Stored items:
# # # # #

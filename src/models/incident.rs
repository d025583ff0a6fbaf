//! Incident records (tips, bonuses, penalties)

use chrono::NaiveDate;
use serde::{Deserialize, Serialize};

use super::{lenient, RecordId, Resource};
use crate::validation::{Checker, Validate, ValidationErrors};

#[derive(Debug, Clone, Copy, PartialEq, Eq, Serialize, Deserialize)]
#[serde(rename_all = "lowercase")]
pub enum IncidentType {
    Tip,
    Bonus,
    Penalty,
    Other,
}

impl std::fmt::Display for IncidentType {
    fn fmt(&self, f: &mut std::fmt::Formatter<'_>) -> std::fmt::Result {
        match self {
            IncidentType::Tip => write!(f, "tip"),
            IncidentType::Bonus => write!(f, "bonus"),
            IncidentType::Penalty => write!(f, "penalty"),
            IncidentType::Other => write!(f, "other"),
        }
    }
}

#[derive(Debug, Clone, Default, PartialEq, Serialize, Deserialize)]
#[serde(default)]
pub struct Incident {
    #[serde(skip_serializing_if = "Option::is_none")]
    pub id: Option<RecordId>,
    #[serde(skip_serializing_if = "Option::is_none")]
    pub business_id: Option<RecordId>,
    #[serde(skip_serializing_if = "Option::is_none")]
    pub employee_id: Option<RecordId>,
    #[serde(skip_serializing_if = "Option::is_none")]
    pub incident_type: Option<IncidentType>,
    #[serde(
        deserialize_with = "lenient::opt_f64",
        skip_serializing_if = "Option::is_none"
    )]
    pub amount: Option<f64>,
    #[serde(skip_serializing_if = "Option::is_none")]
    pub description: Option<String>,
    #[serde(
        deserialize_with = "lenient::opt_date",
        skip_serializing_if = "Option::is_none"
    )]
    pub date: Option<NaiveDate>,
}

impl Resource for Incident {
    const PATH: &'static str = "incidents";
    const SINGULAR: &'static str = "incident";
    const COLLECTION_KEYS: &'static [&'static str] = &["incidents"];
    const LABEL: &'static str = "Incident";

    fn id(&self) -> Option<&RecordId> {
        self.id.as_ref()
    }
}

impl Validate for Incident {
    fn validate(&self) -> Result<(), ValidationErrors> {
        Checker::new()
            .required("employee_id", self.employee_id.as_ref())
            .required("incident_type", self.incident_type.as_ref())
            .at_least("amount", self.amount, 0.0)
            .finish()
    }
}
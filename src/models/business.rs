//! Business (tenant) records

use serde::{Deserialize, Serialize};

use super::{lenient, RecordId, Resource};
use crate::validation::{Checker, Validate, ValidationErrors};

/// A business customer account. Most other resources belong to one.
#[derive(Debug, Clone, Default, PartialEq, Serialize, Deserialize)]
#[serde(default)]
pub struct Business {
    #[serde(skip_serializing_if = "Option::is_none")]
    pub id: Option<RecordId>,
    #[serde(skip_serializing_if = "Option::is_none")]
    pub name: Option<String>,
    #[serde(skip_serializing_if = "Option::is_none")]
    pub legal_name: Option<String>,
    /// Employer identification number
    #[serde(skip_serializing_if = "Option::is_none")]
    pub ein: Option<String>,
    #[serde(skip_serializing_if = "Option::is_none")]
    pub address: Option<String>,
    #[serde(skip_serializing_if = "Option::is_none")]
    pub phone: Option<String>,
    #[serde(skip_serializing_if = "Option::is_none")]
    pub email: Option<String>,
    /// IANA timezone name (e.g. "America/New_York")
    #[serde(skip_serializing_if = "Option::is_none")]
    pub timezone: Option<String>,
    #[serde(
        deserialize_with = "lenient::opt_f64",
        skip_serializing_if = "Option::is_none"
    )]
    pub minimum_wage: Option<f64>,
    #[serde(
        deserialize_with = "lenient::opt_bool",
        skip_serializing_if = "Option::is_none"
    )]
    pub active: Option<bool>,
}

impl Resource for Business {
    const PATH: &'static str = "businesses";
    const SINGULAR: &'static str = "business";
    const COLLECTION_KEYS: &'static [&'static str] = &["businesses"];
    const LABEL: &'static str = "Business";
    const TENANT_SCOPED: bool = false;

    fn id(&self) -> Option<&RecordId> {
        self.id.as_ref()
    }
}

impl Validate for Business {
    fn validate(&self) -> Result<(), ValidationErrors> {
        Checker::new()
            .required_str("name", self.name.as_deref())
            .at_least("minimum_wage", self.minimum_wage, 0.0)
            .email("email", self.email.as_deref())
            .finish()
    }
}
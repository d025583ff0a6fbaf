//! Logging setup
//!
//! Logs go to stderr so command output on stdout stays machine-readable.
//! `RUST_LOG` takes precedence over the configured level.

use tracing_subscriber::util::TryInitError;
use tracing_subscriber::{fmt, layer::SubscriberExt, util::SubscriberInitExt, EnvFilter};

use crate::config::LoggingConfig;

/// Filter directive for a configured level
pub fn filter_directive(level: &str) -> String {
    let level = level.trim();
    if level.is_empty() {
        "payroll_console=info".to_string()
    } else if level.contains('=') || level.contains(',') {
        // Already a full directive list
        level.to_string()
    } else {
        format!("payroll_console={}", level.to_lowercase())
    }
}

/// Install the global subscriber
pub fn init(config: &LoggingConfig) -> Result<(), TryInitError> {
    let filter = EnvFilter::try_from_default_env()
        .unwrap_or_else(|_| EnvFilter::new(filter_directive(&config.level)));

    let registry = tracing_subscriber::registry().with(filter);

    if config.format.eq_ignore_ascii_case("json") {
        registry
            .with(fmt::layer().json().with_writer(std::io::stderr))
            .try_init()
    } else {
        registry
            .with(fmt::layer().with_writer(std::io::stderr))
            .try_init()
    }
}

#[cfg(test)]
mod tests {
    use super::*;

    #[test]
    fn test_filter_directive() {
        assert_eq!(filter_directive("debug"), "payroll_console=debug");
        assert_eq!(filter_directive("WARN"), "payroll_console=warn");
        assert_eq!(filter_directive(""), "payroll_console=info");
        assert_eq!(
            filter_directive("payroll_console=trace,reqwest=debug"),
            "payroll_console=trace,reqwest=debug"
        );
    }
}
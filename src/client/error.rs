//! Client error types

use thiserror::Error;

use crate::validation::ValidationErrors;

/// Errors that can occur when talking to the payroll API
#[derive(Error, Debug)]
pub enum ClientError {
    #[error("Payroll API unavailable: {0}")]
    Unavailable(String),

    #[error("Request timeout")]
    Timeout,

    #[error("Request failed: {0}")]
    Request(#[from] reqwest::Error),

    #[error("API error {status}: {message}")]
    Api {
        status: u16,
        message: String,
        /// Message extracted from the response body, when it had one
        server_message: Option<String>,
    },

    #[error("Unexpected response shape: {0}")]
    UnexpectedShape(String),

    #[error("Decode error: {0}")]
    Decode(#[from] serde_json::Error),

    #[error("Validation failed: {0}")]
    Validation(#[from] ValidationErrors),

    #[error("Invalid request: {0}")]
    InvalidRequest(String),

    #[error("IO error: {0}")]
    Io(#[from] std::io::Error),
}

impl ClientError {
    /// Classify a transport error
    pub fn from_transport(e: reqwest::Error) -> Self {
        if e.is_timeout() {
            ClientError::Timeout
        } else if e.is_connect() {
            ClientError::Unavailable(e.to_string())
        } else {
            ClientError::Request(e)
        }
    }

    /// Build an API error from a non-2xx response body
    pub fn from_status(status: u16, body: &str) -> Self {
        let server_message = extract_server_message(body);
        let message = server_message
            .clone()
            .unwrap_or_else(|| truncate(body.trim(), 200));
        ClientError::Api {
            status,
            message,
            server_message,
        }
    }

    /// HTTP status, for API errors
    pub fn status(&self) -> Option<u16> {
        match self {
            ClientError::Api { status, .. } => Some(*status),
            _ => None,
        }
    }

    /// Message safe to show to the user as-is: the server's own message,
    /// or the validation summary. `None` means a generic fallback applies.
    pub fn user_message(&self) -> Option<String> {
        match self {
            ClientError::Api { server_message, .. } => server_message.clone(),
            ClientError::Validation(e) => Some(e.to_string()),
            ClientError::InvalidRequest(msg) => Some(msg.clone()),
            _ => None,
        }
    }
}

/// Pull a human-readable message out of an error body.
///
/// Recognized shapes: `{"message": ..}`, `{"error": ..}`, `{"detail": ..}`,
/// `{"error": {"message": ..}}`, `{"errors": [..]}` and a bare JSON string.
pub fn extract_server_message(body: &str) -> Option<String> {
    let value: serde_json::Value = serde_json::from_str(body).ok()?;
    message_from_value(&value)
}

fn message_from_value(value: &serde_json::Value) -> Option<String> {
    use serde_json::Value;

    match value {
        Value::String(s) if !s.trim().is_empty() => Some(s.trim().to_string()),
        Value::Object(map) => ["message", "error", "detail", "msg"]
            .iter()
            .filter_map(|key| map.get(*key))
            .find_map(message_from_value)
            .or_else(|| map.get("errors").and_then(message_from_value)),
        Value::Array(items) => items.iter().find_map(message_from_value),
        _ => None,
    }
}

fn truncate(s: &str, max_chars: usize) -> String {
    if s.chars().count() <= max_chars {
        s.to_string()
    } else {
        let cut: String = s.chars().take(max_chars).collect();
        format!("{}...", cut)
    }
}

# # # # #

Requirement: In the lines above, locate the string "Some". Copy every line where it occurs.

Written answer:
            ClientError::Api { status, .. } => Some(*status),
            ClientError::Validation(e) => Some(e.to_string()),
            ClientError::InvalidRequest(msg) => Some(msg.clone()),
        Value::String(s) if !s.trim().is_empty() => Some(s.trim().to_string()),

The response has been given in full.